▸ **DATA FOR PROCESSING**
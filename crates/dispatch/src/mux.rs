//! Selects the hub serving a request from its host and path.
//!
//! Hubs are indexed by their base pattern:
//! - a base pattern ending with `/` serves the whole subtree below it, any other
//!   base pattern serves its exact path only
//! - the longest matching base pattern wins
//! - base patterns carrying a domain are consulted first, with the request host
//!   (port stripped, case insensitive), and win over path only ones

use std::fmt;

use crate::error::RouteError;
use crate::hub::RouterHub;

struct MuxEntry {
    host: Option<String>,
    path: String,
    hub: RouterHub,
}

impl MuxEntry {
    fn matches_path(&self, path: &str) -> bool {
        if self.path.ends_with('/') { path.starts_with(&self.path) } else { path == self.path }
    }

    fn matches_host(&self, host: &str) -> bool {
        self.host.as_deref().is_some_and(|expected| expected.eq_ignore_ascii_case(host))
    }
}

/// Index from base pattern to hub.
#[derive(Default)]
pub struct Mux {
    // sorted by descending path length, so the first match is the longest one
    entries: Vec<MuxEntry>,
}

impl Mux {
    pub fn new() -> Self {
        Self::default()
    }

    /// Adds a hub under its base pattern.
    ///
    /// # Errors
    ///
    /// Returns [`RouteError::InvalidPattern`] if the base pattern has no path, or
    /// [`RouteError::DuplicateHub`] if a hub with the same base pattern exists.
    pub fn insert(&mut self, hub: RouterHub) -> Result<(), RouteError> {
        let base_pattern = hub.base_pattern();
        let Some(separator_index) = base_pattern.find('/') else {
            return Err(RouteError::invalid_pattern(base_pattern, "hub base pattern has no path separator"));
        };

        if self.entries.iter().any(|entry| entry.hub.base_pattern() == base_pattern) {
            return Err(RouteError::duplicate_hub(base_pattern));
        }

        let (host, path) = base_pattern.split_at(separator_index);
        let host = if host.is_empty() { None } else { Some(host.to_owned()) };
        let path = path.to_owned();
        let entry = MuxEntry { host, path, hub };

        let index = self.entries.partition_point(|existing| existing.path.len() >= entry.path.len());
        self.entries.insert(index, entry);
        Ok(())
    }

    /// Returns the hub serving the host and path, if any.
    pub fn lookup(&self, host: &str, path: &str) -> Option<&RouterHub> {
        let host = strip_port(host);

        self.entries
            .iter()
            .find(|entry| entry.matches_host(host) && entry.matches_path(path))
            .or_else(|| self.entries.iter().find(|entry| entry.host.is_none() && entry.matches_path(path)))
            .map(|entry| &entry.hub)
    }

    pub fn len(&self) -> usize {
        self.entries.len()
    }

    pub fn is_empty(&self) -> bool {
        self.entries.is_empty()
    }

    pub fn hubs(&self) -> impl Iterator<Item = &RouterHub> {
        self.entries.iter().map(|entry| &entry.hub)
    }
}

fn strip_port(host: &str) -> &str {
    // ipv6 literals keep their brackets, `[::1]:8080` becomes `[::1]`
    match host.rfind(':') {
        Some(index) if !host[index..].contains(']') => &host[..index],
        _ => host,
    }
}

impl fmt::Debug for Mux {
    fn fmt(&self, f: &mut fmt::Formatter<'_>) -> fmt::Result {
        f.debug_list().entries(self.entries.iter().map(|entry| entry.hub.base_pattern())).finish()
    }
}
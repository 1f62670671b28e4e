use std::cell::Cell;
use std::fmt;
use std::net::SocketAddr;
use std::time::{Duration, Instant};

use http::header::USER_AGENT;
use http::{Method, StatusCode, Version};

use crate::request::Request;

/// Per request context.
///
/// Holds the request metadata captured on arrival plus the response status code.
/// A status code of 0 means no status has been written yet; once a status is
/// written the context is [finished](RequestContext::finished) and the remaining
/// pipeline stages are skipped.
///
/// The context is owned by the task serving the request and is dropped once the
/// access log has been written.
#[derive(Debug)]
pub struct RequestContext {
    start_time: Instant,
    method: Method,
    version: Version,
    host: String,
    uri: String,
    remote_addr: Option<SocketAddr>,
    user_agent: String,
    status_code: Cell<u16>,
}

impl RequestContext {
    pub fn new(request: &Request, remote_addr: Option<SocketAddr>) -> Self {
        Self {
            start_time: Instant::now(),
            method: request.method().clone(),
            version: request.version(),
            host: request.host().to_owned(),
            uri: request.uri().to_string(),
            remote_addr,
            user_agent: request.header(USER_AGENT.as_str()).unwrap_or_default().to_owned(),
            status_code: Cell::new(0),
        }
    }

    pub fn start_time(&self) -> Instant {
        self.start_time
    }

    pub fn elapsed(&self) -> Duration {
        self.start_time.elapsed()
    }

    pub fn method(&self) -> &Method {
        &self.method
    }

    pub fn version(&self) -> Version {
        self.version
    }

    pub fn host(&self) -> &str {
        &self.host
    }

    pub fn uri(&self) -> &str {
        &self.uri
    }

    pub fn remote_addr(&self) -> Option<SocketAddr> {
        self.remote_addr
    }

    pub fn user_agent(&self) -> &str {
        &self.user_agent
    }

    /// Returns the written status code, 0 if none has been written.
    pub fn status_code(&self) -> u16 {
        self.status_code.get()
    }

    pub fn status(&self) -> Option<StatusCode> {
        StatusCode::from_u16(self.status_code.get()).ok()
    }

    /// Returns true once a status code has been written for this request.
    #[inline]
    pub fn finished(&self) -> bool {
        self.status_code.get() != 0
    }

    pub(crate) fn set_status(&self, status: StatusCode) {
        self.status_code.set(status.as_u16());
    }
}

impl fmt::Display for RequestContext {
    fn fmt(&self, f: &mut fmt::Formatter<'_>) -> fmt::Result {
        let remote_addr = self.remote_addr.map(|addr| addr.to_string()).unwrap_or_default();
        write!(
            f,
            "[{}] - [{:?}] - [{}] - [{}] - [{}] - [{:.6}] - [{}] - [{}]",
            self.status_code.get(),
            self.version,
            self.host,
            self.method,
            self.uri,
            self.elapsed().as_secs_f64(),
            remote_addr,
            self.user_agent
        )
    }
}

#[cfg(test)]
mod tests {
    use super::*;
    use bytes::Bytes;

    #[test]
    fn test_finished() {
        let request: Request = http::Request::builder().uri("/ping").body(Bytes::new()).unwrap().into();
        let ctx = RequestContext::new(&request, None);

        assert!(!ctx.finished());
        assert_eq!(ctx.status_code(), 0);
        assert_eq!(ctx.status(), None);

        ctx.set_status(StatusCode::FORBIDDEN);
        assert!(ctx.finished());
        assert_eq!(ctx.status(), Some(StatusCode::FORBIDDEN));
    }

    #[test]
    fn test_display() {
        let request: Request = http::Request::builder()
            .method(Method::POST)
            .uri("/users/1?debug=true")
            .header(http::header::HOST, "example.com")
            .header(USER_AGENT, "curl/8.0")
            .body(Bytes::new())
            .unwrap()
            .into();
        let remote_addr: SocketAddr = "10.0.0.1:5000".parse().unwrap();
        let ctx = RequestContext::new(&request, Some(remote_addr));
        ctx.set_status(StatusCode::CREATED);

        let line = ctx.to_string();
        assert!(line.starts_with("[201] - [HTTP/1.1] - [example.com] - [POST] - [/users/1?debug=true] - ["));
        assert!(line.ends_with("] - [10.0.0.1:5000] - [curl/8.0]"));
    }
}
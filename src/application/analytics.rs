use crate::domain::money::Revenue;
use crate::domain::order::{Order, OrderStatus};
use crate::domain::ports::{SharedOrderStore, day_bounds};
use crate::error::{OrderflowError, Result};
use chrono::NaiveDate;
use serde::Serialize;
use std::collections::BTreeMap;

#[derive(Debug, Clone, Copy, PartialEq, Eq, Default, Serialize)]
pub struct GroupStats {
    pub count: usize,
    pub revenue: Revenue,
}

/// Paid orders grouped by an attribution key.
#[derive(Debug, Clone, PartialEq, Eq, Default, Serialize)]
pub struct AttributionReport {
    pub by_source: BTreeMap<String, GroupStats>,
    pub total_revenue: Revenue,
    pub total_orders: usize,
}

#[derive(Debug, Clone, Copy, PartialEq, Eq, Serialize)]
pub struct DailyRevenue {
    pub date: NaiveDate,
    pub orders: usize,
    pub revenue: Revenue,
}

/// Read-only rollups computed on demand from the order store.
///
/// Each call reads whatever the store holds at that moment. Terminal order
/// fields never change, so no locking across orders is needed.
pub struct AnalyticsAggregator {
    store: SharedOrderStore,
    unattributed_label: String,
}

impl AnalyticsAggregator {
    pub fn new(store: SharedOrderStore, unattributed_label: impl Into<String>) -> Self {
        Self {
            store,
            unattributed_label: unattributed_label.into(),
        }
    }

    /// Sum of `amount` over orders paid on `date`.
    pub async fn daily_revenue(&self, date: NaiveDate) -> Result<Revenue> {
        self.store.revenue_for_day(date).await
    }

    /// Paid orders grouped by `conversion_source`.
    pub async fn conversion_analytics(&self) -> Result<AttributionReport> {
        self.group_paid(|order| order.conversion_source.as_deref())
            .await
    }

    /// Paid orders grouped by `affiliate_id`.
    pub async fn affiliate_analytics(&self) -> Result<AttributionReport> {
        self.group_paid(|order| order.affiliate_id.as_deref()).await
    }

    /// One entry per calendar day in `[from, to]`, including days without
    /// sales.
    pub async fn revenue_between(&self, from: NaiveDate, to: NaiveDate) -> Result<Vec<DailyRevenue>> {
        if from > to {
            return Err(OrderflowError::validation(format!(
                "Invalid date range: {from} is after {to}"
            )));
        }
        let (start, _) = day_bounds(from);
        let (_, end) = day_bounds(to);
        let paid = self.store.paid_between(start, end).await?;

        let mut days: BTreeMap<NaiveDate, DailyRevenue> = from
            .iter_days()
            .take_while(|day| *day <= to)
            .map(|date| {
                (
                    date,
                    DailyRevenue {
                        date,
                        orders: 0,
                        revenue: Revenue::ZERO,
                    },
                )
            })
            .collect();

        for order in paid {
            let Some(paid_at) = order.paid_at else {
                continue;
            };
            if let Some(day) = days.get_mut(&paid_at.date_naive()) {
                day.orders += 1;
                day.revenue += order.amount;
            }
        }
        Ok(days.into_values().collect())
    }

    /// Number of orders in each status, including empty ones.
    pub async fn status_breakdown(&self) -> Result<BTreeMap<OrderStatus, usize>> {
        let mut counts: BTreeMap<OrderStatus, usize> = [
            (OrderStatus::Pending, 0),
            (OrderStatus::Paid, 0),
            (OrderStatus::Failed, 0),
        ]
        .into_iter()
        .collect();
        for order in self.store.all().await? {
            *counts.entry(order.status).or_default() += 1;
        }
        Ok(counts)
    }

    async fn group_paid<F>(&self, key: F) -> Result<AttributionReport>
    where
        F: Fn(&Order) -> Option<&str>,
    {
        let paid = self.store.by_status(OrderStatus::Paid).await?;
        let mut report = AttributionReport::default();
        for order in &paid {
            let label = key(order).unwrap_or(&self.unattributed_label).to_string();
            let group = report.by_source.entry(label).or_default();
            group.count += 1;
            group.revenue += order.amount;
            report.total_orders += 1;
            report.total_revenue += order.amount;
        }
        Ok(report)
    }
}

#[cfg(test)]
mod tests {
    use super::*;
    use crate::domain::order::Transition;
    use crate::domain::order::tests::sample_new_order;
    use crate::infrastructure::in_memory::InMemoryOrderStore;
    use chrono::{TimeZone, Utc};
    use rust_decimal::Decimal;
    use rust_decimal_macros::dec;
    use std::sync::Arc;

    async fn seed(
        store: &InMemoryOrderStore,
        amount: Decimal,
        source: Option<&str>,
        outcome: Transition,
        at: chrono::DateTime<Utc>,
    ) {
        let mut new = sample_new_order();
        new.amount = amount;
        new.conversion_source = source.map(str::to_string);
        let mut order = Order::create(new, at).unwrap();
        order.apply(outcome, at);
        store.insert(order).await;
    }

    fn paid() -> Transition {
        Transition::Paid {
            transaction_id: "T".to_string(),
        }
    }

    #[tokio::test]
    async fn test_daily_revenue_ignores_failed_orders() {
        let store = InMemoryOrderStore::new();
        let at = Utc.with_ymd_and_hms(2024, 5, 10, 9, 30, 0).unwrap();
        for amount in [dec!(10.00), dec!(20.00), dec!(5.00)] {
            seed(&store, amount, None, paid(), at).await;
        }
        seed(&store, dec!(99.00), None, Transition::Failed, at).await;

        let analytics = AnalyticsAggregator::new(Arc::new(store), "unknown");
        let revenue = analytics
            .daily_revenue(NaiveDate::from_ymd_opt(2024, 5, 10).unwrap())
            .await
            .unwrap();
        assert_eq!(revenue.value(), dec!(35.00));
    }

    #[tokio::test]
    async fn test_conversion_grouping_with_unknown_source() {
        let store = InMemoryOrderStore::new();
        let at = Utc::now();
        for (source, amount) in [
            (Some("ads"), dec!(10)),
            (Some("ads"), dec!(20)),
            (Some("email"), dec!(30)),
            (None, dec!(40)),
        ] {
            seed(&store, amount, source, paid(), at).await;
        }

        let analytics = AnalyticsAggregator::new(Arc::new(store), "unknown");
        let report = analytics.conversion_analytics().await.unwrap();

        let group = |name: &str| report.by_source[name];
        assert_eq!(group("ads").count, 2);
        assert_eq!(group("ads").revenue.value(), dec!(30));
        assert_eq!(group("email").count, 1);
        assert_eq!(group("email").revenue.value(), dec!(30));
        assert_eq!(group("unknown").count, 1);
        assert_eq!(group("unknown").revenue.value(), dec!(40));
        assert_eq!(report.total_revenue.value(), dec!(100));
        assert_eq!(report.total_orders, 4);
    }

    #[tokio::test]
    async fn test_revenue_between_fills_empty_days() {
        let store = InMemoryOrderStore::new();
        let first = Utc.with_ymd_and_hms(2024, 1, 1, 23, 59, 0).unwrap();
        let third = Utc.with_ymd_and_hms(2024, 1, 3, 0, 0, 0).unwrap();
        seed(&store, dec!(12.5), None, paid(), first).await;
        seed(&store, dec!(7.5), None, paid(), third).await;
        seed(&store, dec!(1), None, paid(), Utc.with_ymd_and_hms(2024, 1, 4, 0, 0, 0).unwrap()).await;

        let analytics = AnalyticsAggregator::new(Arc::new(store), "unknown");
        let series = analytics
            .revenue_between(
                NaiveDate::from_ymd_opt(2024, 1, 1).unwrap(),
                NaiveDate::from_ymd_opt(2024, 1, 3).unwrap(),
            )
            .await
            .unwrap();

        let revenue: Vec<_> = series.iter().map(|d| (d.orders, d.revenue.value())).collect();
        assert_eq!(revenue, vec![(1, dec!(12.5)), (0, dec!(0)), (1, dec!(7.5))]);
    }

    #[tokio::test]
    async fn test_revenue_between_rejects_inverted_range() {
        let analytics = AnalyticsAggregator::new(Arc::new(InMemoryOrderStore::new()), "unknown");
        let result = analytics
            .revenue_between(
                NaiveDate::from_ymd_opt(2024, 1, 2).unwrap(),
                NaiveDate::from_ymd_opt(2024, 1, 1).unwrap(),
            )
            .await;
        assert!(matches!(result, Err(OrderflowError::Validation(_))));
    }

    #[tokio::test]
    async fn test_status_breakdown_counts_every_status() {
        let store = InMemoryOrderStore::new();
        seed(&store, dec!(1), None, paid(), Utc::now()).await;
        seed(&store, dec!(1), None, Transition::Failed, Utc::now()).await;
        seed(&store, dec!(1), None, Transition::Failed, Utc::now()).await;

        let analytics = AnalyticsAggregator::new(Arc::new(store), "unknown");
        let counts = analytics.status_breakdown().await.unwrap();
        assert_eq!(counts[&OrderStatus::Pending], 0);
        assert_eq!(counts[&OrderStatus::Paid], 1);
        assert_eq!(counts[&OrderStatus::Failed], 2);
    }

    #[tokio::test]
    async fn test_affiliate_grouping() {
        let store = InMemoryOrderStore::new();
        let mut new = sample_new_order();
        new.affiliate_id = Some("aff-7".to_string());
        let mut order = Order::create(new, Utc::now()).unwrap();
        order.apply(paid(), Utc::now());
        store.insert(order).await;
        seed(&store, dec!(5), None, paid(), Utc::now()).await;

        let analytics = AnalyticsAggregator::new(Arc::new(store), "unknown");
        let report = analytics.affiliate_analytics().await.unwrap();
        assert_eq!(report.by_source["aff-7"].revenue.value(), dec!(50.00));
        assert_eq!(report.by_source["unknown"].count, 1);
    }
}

▸ **ACTIVITY**
Filter these records, keeping every line where the word "Serialize" occurs.

▸ **RESULT OF THE EXERCISE**
use serde::Serialize;
#[derive(Debug, Clone, Copy, PartialEq, Eq, Default, Serialize)]
#[derive(Debug, Clone, PartialEq, Eq, Default, Serialize)]
#[derive(Debug, Clone, Copy, PartialEq, Eq, Serialize)]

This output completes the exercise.